Sir Thomas Lopdell O'Shaughnessy, KC (22 December 1850 – 7 March 1933) was an Irish judge and barrister who served as a Judge of the High Court from 1924 to 1925. He was the last Recorder of Dublin in Ireland.

==Early life==
O'Shaughnessy was born on 22 December 1850 in Dublin, as the son of Thomas O'Shaughnessy and Mary Lopdell. He married Catherine Trueman in 1879 and they had four children. He died at his home in Fitzwilliam Square, Dublin on 7 March 1933. Educated at Queens College Galway, he was called to the Irish Bar in 1874 and to the English Bar by Middle Temple in 1894.

==Legal career==
O'Shaughnessy carried out his practice on the Connaught and North Eastern Circuit. He served as counsel to the plaintiffs in relation to the disastrous rail accident during a school outing from Armagh to Newry. O'Shaughnessy won a great reputation from this trial, and took silk (an informal term for Queen's Counsel) soon after. For fifteen years, he was one of the most influential, effective and well-paid barristers of the Dublin Four Courts, and was regarded as a mentor to younger barristers.
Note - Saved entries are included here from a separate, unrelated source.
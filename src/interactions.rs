//! Stochastic interactions of propagating particles.

pub mod cross_section;

use self::cross_section::{ChannelPair, CrossSection};
use crate::{
    constants::{CLIGHT, MC2_NUCLEON, MC2_PION_CHARGED, MC2_PION_NEUTRAL},
    math::integrate_simpson,
    particle::{Particle, Pid},
    photon_field::PhotonField,
    random::RandomNumberGenerator,
};

/// Floating-point precision to use for interactions.
#[allow(non_camel_case_types)]
pub type fxs = f64;

/// Configuration parameters for photo-pion production.
#[derive(Clone, Debug, PartialEq)]
pub struct PhotoPionConfig {
    /// Number of Simpson subintervals used for the integral over photon energy.
    pub integration_intervals: usize,
    /// Probability that the struck nucleon changes isospin.
    pub charge_exchange_probability: fxs,
}

impl PhotoPionConfig {
    pub const DEFAULT_INTEGRATION_INTERVALS: usize = 200;
    pub const DEFAULT_CHARGE_EXCHANGE_PROBABILITY: fxs = 1.0 / 3.0;

    /// Panics if any of the configuration parameter values are invalid.
    pub fn validate(&self) {
        assert!(
            self.integration_intervals >= 2,
            "Number of integration intervals must be at least two."
        );
        assert!(
            (0.0..=1.0).contains(&self.charge_exchange_probability),
            "Charge exchange probability must be in the range [0, 1]."
        );
    }
}

impl Default for PhotoPionConfig {
    fn default() -> Self {
        Self {
            integration_intervals: Self::DEFAULT_INTEGRATION_INTERVALS,
            charge_exchange_probability: Self::DEFAULT_CHARGE_EXCHANGE_PROBABILITY,
        }
    }
}

/// Pion production in collisions between nuclei and background photons.
#[derive(Clone, Debug)]
pub struct PhotoPionProduction {
    config: PhotoPionConfig,
    cross_section: CrossSection,
    photon_fields: Vec<PhotonField>,
}

impl PhotoPionProduction {
    pub fn new(
        config: PhotoPionConfig,
        cross_section: CrossSection,
        photon_fields: Vec<PhotonField>,
    ) -> Self {
        config.validate();
        Self {
            config,
            cross_section,
            photon_fields,
        }
    }

    pub fn cross_section(&self) -> &CrossSection {
        &self.cross_section
    }

    pub fn photon_fields(&self) -> &[PhotonField] {
        &self.photon_fields
    }

    /// Computes the present-day interaction rate [1/s] of a single nucleon
    /// with the given Lorentz factor, split by channel.
    ///
    /// `R(Γ) = c/(2Γ^2) ∫ dlnε n(ε)/ε Φ(2Γε)`
    pub fn nucleon_partial_rates(&self, lorentz_factor: fxs) -> ChannelPair {
        let threshold_photon_energy =
            self.cross_section.threshold_energy() / (2.0 * lorentz_factor);
        let prefactor = CLIGHT / (2.0 * lorentz_factor * lorentz_factor);

        self.photon_fields
            .iter()
            .fold(ChannelPair::default(), |sum, field| {
                let ln_min_energy =
                    fxs::ln(fxs::max(field.min_photon_energy(), threshold_photon_energy));
                let ln_max_energy = fxs::ln(field.max_photon_energy());
                if ln_max_energy <= ln_min_energy {
                    return sum;
                }
                let integrate_channel = |select: fn(&ChannelPair) -> fxs| {
                    integrate_simpson(
                        |ln_energy| {
                            let photon_energy = fxs::exp(ln_energy);
                            let phi = self.cross_section.phi(2.0 * lorentz_factor * photon_energy);
                            field.density(photon_energy) / photon_energy * select(&phi)
                        },
                        ln_min_energy,
                        ln_max_energy,
                        self.config.integration_intervals,
                    )
                };
                let resonance = integrate_channel(|phi: &ChannelPair| phi.resonance);
                let multi_pion = integrate_channel(|phi: &ChannelPair| phi.multi_pion);
                ChannelPair {
                    resonance: sum.resonance + prefactor * resonance,
                    multi_pion: sum.multi_pion + prefactor * multi_pion,
                }
            })
    }

    /// Computes the interaction rate [1/s] for the given species, Lorentz factor
    /// and redshift, split by channel.
    ///
    /// Each nucleon in a nucleus is assumed to interact independently.
    pub fn partial_rates(&self, pid: Pid, lorentz_factor: fxs, redshift: fxs) -> ChannelPair {
        let mass_number = pid.nucleus_mass_number() as fxs;
        if mass_number == 0.0 {
            return ChannelPair::default();
        }
        let scale = 1.0 + redshift;
        let factor = mass_number * scale * scale * scale;
        let rates = self.nucleon_partial_rates(scale * lorentz_factor);
        ChannelPair {
            resonance: factor * rates.resonance,
            multi_pion: factor * rates.multi_pion,
        }
    }

    /// Computes the total interaction rate [1/s].
    pub fn rate(&self, pid: Pid, lorentz_factor: fxs, redshift: fxs) -> fxs {
        self.partial_rates(pid, lorentz_factor, redshift).total()
    }

    /// Computes the mean distance [cm] travelled before an interaction.
    pub fn interaction_length(&self, pid: Pid, lorentz_factor: fxs, redshift: fxs) -> fxs {
        CLIGHT / self.rate(pid, lorentz_factor, redshift)
    }

    /// Generates the products of an interaction of the given particle, placed
    /// at the given redshift.
    ///
    /// Three random numbers are drawn, selecting in order the channel, the
    /// struck nucleon and whether its isospin is flipped. The residual nucleus
    /// keeps the Lorentz factor of the incoming particle, the struck nucleon
    /// loses the channel inelasticity and the pion carries away the lost
    /// energy. Free neutrons are assumed to decay immediately into protons.
    pub fn final_state(
        &self,
        particle: &Particle,
        new_redshift: fxs,
        rng: &mut RandomNumberGenerator,
    ) -> Vec<Particle> {
        let pid = particle.pid();
        assert!(
            pid.is_nucleus(),
            "Photo-pion production requires a nucleus, got {}",
            pid
        );
        let charge = pid.nucleus_charge();
        let mass_number = pid.nucleus_mass_number();
        let lorentz_factor = particle.lorentz_factor();

        let rates = self.partial_rates(pid, lorentz_factor, particle.redshift());
        let inelasticity = if rng.uniform() * rates.total() < rates.resonance {
            CrossSection::RESONANCE_INELASTICITY
        } else {
            CrossSection::MULTI_PION_INELASTICITY
        };

        let struck_proton = rng.uniform() * (mass_number as fxs) < charge as fxs;
        let charge_exchange = rng.uniform() < self.config.charge_exchange_probability;

        let (outgoing_nucleon, pion) = match (struck_proton, charge_exchange) {
            (true, false) => (Pid::PROTON, Pid::NeutralPion),
            (true, true) => (Pid::NEUTRON, Pid::PositivePion),
            (false, false) => (Pid::NEUTRON, Pid::NeutralPion),
            (false, true) => (Pid::PROTON, Pid::NegativePion),
        };

        let mut products = Vec::with_capacity(3);

        if mass_number > 1 {
            let residual_charge = charge - u32::from(struck_proton);
            let residual_mass_number = mass_number - 1;
            if residual_charge == 0 {
                products.extend(
                    (0..residual_mass_number)
                        .map(|_| Particle::new(Pid::PROTON, new_redshift, lorentz_factor)),
                );
            } else {
                products.push(Particle::new(
                    Pid::nucleus(residual_charge, residual_mass_number),
                    new_redshift,
                    lorentz_factor,
                ));
            }
        }

        let nucleon = if outgoing_nucleon == Pid::NEUTRON {
            Pid::PROTON
        } else {
            outgoing_nucleon
        };
        products.push(Particle::new(
            nucleon,
            new_redshift,
            lorentz_factor * (1.0 - inelasticity),
        ));

        let pion_rest_energy = if pion == Pid::NeutralPion {
            MC2_PION_NEUTRAL
        } else {
            MC2_PION_CHARGED
        };
        products.push(Particle::new(
            pion,
            new_redshift,
            inelasticity * lorentz_factor * MC2_NUCLEON / pion_rest_energy,
        ));

        products
    }
}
Maurice Healy remarked that there was a rather unfriendly rivalry between himself and William Huston Dodd as to which of them was entitled to be called "Leader of the Bar". He was sworn in as Recorder of Dublin in 1905. He would be the last to hold this position, a role which stretched back to James Stanihurst in 1564. The Recordership was abolished in 1924 and O'Shaughnessy became a judge in the High Court of the Irish Free State.

==Judicial career==
O'Shaughnessy was appointed a High Court judge in August 1924. His tenure on bench was brief, as resigned from his judicial office in 1925. He then went onto to receive a knighthood in 1927. He was a Bencher of the King's Inns and was sworn in as a member of the Irish Privy Council in 1912. He was a member of the Reform Club.